[Saved entries]
════════════════
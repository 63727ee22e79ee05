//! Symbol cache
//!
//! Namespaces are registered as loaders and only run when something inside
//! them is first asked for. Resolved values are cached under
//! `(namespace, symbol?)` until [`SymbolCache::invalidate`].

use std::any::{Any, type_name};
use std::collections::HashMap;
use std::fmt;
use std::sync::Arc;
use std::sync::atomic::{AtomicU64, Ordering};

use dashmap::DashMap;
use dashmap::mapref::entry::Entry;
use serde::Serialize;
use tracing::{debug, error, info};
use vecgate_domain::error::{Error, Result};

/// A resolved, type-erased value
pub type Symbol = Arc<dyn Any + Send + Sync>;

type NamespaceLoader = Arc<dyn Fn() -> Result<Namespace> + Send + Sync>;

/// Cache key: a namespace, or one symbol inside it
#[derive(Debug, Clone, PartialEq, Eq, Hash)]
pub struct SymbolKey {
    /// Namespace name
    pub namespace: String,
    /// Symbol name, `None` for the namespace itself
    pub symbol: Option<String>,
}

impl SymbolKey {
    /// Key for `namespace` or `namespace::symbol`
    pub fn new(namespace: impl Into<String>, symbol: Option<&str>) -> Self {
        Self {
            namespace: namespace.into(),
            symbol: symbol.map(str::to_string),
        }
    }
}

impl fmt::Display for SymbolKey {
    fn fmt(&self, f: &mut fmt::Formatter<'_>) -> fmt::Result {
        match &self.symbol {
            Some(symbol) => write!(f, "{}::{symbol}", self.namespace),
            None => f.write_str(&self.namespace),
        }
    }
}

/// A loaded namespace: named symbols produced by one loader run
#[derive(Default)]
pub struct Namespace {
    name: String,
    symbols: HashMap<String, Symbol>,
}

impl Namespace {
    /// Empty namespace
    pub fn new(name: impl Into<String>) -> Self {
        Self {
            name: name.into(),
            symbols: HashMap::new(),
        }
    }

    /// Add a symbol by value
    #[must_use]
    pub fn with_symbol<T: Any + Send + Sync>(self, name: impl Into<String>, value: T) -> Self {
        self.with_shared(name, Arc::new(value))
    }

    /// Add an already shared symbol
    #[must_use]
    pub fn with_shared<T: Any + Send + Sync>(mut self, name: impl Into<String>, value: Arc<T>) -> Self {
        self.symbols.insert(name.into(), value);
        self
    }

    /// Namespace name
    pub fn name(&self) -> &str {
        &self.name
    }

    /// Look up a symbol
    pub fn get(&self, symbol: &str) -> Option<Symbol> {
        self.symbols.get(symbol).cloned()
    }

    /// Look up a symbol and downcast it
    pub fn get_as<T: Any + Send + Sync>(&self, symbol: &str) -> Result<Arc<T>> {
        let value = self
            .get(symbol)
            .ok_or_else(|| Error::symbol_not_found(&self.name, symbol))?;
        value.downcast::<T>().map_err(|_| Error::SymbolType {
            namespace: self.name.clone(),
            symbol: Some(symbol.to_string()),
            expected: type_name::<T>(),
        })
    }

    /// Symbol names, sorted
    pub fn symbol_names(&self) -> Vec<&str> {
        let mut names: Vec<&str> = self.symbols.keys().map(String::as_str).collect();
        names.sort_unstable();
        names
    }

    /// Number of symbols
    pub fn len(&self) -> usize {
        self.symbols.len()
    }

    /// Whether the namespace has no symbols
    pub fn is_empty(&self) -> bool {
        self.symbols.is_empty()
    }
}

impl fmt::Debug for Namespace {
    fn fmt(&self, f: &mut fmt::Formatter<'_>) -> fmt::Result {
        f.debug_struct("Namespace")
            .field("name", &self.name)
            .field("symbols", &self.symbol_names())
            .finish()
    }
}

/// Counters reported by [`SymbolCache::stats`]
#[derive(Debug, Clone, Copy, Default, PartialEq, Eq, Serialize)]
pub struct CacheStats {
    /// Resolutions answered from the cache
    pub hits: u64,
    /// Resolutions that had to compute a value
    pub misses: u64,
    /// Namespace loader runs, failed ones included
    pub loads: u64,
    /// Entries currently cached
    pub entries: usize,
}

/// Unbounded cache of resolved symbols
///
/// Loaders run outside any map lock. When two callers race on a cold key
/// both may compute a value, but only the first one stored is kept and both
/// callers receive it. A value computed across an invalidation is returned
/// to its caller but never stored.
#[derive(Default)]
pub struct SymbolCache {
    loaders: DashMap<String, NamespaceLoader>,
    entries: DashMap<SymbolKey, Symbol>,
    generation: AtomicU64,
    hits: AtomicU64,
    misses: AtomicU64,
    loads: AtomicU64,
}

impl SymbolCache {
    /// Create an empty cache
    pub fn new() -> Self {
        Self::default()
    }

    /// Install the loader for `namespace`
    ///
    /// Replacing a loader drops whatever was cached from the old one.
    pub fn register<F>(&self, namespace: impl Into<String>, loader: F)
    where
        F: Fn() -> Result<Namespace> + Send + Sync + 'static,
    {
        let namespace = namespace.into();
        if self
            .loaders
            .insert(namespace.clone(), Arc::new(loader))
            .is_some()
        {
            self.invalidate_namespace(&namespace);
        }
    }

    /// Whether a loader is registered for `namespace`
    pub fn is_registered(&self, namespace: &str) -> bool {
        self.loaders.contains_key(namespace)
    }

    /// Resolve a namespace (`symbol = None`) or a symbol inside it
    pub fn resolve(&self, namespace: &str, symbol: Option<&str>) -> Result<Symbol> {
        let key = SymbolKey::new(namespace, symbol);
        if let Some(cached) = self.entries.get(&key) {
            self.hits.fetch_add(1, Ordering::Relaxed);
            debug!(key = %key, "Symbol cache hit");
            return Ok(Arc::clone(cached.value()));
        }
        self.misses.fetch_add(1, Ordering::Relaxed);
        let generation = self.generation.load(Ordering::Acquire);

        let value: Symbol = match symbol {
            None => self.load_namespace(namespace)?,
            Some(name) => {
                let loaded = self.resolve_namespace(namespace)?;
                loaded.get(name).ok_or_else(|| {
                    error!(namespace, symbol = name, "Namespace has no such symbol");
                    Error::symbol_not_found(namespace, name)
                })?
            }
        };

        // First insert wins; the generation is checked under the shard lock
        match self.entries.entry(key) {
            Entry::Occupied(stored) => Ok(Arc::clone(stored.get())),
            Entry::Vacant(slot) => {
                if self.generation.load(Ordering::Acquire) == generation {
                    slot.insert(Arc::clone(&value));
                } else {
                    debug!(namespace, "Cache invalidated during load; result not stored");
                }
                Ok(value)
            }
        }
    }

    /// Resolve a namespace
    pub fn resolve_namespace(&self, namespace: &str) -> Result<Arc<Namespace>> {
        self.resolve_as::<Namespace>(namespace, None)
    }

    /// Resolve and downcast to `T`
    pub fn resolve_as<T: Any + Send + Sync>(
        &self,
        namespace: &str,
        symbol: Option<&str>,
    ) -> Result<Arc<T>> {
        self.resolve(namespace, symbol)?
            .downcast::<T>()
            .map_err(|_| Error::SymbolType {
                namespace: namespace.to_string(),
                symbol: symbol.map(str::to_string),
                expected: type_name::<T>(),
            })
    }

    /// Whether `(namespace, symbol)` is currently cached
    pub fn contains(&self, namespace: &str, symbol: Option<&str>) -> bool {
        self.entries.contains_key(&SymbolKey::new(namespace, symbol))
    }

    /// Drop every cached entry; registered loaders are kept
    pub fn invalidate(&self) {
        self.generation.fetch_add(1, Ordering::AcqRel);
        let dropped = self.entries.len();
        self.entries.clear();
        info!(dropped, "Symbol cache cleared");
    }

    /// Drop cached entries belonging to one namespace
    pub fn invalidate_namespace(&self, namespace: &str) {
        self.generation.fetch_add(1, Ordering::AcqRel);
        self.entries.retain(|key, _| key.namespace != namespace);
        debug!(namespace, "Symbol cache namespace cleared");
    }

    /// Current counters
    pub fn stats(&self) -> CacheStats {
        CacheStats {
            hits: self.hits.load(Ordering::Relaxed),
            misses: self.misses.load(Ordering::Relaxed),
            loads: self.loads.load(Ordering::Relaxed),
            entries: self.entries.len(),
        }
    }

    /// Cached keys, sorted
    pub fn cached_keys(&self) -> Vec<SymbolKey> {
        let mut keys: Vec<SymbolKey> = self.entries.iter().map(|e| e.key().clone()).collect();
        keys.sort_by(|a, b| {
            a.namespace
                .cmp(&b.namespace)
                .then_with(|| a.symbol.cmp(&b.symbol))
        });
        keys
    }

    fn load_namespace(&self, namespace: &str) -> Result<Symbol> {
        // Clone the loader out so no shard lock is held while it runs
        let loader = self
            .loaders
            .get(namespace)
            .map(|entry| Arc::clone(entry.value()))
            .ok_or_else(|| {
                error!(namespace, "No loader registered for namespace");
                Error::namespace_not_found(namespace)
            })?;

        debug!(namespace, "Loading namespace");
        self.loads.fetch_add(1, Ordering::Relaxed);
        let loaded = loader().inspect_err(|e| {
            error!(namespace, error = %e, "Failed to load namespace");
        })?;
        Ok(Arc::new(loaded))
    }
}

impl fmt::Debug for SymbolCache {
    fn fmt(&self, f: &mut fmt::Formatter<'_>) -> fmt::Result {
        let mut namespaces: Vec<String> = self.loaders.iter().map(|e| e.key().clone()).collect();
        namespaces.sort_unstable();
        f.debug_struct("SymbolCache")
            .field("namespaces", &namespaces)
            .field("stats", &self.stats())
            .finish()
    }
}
════════════════
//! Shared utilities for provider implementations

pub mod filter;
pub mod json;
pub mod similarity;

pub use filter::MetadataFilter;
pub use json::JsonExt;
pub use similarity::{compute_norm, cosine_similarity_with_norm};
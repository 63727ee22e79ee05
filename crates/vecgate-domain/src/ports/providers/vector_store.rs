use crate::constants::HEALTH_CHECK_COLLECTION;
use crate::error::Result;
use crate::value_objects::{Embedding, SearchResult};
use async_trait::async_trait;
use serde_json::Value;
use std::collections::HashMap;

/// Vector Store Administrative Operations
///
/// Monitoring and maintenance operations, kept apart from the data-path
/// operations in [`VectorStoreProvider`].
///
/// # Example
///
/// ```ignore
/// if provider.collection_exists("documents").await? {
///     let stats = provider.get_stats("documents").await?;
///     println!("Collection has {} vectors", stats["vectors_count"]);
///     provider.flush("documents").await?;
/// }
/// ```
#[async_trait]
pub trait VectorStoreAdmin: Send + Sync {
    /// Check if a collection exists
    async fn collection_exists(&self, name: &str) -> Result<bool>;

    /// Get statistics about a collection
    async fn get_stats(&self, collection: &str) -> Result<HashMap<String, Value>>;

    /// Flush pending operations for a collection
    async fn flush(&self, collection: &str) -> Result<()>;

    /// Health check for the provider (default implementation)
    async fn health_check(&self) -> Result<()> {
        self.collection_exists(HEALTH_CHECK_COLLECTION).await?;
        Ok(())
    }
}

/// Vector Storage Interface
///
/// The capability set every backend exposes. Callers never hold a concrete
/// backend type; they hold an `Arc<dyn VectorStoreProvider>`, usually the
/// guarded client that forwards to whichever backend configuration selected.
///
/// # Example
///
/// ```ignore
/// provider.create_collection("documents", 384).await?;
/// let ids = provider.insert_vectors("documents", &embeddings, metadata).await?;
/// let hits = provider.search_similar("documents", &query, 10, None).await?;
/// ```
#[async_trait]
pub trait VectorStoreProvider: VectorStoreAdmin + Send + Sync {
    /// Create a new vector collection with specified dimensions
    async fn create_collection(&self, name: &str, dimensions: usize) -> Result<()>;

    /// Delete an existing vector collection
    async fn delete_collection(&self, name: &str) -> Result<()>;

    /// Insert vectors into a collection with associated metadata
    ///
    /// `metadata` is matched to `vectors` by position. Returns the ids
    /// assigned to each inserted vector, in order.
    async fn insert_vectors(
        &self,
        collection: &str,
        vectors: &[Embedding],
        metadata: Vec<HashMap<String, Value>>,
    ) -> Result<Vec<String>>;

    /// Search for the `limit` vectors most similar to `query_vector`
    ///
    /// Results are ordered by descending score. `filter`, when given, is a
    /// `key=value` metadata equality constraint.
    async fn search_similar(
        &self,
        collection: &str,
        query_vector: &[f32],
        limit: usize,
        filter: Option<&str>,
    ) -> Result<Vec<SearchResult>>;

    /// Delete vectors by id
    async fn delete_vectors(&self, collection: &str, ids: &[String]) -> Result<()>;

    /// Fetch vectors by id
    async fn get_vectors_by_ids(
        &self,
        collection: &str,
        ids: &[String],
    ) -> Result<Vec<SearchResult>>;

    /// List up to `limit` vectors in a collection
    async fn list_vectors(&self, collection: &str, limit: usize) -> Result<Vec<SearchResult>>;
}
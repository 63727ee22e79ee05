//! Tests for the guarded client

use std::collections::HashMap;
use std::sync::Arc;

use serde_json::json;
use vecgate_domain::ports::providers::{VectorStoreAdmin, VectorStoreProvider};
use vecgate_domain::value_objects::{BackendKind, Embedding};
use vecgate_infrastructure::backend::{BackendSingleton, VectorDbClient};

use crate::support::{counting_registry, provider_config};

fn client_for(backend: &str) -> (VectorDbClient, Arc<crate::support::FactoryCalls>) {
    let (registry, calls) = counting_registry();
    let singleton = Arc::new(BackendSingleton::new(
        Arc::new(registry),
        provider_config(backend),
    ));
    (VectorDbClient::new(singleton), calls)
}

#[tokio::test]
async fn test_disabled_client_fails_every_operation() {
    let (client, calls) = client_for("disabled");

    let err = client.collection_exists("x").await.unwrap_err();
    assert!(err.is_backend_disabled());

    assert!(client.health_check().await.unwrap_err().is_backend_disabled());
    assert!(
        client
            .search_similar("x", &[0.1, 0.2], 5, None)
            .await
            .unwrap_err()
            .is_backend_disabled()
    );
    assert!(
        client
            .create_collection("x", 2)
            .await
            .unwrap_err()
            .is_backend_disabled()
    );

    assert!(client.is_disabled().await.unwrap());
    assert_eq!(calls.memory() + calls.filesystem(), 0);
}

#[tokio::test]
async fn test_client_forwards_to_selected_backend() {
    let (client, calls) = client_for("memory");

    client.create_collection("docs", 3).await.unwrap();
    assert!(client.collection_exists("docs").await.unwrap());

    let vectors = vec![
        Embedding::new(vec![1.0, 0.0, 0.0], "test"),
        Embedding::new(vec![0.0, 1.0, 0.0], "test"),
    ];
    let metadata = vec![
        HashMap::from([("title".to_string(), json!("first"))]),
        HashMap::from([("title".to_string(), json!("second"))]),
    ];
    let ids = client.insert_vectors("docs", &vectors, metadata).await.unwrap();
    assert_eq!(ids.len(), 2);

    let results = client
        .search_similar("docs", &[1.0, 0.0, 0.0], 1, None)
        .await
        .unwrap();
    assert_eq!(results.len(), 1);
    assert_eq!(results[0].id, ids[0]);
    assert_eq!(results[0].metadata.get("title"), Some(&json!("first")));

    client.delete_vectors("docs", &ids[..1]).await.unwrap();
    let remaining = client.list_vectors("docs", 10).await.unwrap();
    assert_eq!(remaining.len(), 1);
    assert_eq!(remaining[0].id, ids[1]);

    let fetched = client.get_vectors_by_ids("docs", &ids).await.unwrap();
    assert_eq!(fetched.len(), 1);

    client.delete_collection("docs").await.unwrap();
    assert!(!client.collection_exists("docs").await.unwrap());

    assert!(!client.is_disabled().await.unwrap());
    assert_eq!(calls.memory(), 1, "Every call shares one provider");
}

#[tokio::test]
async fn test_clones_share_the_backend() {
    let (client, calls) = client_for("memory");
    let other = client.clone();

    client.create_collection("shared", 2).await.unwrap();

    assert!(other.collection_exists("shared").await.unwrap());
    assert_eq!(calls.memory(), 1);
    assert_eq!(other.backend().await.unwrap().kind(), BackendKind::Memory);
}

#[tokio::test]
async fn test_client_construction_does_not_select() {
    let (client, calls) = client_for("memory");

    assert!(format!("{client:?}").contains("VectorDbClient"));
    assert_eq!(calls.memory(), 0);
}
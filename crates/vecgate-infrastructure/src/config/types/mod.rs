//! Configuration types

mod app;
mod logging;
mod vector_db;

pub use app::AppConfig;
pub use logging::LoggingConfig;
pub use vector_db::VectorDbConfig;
════════════════
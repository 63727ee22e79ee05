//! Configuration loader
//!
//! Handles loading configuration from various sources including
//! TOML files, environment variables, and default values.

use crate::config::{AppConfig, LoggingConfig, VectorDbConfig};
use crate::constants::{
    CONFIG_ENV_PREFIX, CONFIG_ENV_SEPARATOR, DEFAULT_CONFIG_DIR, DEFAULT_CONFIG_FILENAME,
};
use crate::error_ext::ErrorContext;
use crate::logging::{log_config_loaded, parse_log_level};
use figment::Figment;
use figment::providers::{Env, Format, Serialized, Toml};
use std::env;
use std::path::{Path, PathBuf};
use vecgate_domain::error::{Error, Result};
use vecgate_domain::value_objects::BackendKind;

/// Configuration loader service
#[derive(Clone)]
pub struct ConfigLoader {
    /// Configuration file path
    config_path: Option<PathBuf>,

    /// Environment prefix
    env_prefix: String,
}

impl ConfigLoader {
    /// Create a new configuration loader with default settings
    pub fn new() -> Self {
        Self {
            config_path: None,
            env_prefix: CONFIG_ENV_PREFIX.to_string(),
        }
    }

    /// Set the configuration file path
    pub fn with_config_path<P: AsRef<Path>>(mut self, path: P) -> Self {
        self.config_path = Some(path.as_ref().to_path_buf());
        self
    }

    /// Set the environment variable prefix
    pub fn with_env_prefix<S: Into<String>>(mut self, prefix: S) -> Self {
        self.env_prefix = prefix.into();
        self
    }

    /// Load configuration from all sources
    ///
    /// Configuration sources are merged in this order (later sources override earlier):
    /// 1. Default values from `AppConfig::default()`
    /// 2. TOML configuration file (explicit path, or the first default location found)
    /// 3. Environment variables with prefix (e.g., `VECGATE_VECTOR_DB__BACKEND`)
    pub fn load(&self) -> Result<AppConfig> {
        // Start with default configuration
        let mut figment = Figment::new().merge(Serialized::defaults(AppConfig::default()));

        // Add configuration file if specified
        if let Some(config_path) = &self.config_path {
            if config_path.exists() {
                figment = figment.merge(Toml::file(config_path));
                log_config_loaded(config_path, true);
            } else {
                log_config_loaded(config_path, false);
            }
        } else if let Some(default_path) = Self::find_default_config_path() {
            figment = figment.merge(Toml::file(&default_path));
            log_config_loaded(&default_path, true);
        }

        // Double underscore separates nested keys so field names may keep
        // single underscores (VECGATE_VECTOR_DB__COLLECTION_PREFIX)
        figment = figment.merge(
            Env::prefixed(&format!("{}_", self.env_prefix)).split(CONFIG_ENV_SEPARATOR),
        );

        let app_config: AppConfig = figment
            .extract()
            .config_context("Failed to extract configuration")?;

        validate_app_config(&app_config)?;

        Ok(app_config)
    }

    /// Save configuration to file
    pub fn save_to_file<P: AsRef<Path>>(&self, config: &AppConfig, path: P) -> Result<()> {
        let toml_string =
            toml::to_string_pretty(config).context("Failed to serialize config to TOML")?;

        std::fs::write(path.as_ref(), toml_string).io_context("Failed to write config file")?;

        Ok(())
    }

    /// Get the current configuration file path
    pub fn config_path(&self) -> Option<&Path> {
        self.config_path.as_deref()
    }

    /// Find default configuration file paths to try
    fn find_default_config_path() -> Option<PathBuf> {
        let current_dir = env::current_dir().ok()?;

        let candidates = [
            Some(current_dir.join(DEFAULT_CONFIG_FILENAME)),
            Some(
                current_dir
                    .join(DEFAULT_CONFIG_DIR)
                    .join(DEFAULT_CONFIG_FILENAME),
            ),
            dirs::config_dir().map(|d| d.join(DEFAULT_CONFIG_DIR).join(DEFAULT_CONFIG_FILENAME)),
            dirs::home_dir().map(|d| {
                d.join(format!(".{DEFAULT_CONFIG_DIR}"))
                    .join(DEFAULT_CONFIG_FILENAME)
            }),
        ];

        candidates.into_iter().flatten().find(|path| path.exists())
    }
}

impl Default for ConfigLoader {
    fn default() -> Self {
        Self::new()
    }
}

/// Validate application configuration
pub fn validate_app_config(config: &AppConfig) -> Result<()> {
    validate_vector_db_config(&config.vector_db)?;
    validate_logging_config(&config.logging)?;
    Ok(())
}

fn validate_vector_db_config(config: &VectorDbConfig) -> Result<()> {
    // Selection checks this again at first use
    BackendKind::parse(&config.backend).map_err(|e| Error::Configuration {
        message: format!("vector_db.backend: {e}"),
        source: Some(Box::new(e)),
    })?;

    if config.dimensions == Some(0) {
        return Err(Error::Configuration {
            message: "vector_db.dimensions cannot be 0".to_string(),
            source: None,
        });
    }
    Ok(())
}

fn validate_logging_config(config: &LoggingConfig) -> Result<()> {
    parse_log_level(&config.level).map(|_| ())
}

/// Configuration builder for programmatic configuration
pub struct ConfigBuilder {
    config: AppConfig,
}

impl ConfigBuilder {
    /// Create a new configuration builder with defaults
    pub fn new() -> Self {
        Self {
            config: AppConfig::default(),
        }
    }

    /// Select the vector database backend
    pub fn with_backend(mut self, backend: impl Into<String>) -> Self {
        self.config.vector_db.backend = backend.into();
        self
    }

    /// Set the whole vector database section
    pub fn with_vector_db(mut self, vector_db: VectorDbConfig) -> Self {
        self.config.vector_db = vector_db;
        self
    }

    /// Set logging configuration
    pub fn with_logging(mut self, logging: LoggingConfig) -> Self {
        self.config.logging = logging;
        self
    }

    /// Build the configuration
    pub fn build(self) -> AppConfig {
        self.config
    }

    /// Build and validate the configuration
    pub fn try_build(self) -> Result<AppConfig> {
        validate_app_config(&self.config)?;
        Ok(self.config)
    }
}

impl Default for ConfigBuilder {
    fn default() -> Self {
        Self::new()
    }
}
════════════════
• **Assignment**
Where a line of the data holds the word "variables", copy that line.

• **Exercise output**
//! TOML files, environment variables, and default values.
    /// 3. Environment variables with prefix (e.g., `VECGATE_VECTOR_DB__BACKEND`)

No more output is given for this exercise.